Hawaii to reopen surf and sand

Hawaii to reopen surf and sand

As of October 15th, Hawaii is issuing another implementation of quarantine wavers in hopes to reignite their tourism. When COVID struck the island state particularly hard in March, Governor David Ige issued a mandatory 14-day quarantine for anyone coming to the state or returning from another state. Hawaii, receiving a lot of its income from tourism, was hit particularly hard by COVID, and the last few months were a lot of trial and error for the island state.

Flip flopping

After three weeks of quarantine, the government of Hawaii was hopeful that they had created a safe bubble that would allow them to begin to start to safely admit tourists to the state again. The pre-screening plan was announced in late June and was set to be implemented by August 1st. However, in the weeks between the announcement and the implementation of these new policies, cases of COVID spiked in Hawaii once again. This caused the Governor to re-evaluate how he wanted to proceed from there.
In fact, Governor Ige had to delay the re-opening phase in Hawaii three times before he finally settled on the date of October 15th for the actual reopening of the state. Hawaii seems confident that it will be able to implement this new travel phase come October, so that it can offer some sunny weather for those trapped in snow infested areas of the US and other countries. That, though, still remains to be seen.

Rough waters ahead

Despite the announcement of the reopening and the excitement for possible travelers, it is important to take the announcement with a grain of salt.
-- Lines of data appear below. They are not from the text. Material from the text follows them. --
use serde_json::Value;
use shared::{
    domain::{
        AttributeFilter, CatalogAttribute, CatalogMeasure, DashboardDefinition, DateFilter, Item,
        KpiComparison, ObjRef, Section, SectionHeader, ShareStatus, StashId,
    },
    protocol::RelativeIndex,
};

/// A pure state transition. Handlers perform all I/O before committing one.
#[derive(Debug, Clone, PartialEq)]
pub enum Mutation {
    /// Replaces the whole dashboard; the definition also becomes the persisted baseline.
    Hydrate {
        definition: DashboardDefinition,
        attributes: Vec<CatalogAttribute>,
    },
    /// Merges metadata resolved by backend lookups into the catalog cache.
    CacheCatalog {
        attributes: Vec<CatalogAttribute>,
        measures: Vec<CatalogMeasure>,
    },
    /// Records a successful save: adopts the returned descriptor and moves the baseline.
    MarkSaved { definition: DashboardDefinition },
    ResetToPersisted,
    Rename { title: String },
    ChangeMetadata {
        description: Option<String>,
        tags: Option<Vec<String>>,
        share_status: Option<ShareStatus>,
    },
    AddSection {
        index: RelativeIndex,
        section: Section,
        used_stashes: Vec<StashId>,
    },
    RemoveSection {
        index: usize,
        stash: Option<StashId>,
    },
    MoveSection {
        from_index: usize,
        to_index: RelativeIndex,
    },
    ChangeSectionHeader {
        index: usize,
        header: SectionHeader,
    },
    AddItems {
        section_index: usize,
        item_index: RelativeIndex,
        items: Vec<Item>,
        used_stashes: Vec<StashId>,
    },
    MoveItem {
        section_index: usize,
        item_index: usize,
        to_section_index: usize,
        to_item_index: RelativeIndex,
        eager: bool,
    },
    RemoveItem {
        section_index: usize,
        item_index: usize,
        stash: Option<StashId>,
        eager: bool,
    },
    ReplaceItem {
        section_index: usize,
        item_index: usize,
        items: Vec<Item>,
        stash: Option<StashId>,
        used_stashes: Vec<StashId>,
    },
    ChangeWidgetHeader {
        widget_ref: ObjRef,
        title: String,
    },
    ChangeWidgetDescription {
        widget_ref: ObjRef,
        description: String,
    },
    ChangeWidgetFilterSettings {
        widget_ref: ObjRef,
        ignore_filters: Vec<String>,
        date_dataset: Option<ObjRef>,
    },
    ChangeKpiMeasure {
        widget_ref: ObjRef,
        measure: ObjRef,
        title: String,
    },
    ChangeKpiComparison {
        widget_ref: ObjRef,
        comparison: KpiComparison,
    },
    ChangeInsightProperties {
        widget_ref: ObjRef,
        properties: Option<Value>,
    },
    /// `AllTime` is stored as no date filter.
    SetDateFilter { filter: DateFilter },
    AddAttributeFilter {
        index: RelativeIndex,
        filter: AttributeFilter,
    },
    /// Removes the filters and drops them from every remaining filter's parents.
    RemoveAttributeFilters { local_identifiers: Vec<String> },
    MoveAttributeFilter {
        local_identifier: String,
        index: RelativeIndex,
    },
    ChangeAttributeFilterSelection {
        local_identifier: String,
        elements: Vec<String>,
        negative_selection: bool,
    },
    SetAttributeFilterParents {
        local_identifier: String,
        parents: Vec<String>,
    },
    SelectWidget { widget_ref: Option<ObjRef> },
    SetFilterBarExpanded { expanded: bool },
}

impl Mutation {
    pub fn name(&self) -> &'static str {
        match self {
            Self::Hydrate { .. } => "hydrate",
            Self::CacheCatalog { .. } => "cache_catalog",
            Self::MarkSaved { .. } => "mark_saved",
            Self::ResetToPersisted => "reset_to_persisted",
            Self::Rename { .. } => "rename",
            Self::ChangeMetadata { .. } => "change_metadata",
            Self::AddSection { .. } => "add_section",
            Self::RemoveSection { .. } => "remove_section",
            Self::MoveSection { .. } => "move_section",
            Self::ChangeSectionHeader { .. } => "change_section_header",
            Self::AddItems { .. } => "add_items",
            Self::MoveItem { .. } => "move_item",
            Self::RemoveItem { .. } => "remove_item",
            Self::ReplaceItem { .. } => "replace_item",
            Self::ChangeWidgetHeader { .. } => "change_widget_header",
            Self::ChangeWidgetDescription { .. } => "change_widget_description",
            Self::ChangeWidgetFilterSettings { .. } => "change_widget_filter_settings",
            Self::ChangeKpiMeasure { .. } => "change_kpi_measure",
            Self::ChangeKpiComparison { .. } => "change_kpi_comparison",
            Self::ChangeInsightProperties { .. } => "change_insight_properties",
            Self::SetDateFilter { .. } => "set_date_filter",
            Self::AddAttributeFilter { .. } => "add_attribute_filter",
            Self::RemoveAttributeFilters { .. } => "remove_attribute_filters",
            Self::MoveAttributeFilter { .. } => "move_attribute_filter",
            Self::ChangeAttributeFilterSelection { .. } => "change_attribute_filter_selection",
            Self::SetAttributeFilterParents { .. } => "set_attribute_filter_parents",
            Self::SelectWidget { .. } => "select_widget",
            Self::SetFilterBarExpanded { .. } => "set_filter_bar_expanded",
        }
    }
}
To begin with, there is no guarantee that come October, a second wave of the Coronavirus will not cause the state of Hawaii (or the rest of the US) to have to implement home lockdowns again.
Hawaii, being a collection of islands, will also likely struggle with the logistical issue of getting testing locations and test kits to their islands. This might result in poorer quality tests being administered or less being available, limiting the number of travelers who can be tested safely. While the Lt. Governor of Hawaii is working on these aspects himself, the best hope travelers can have for the Aloha State is that COVID 19 will be in the rear view come October 15th.

Then, hopefully, warm and sunny sands — and a little bit of sunburn — will be all that both locals and tourists will have to concern themselves with at the time of their travel.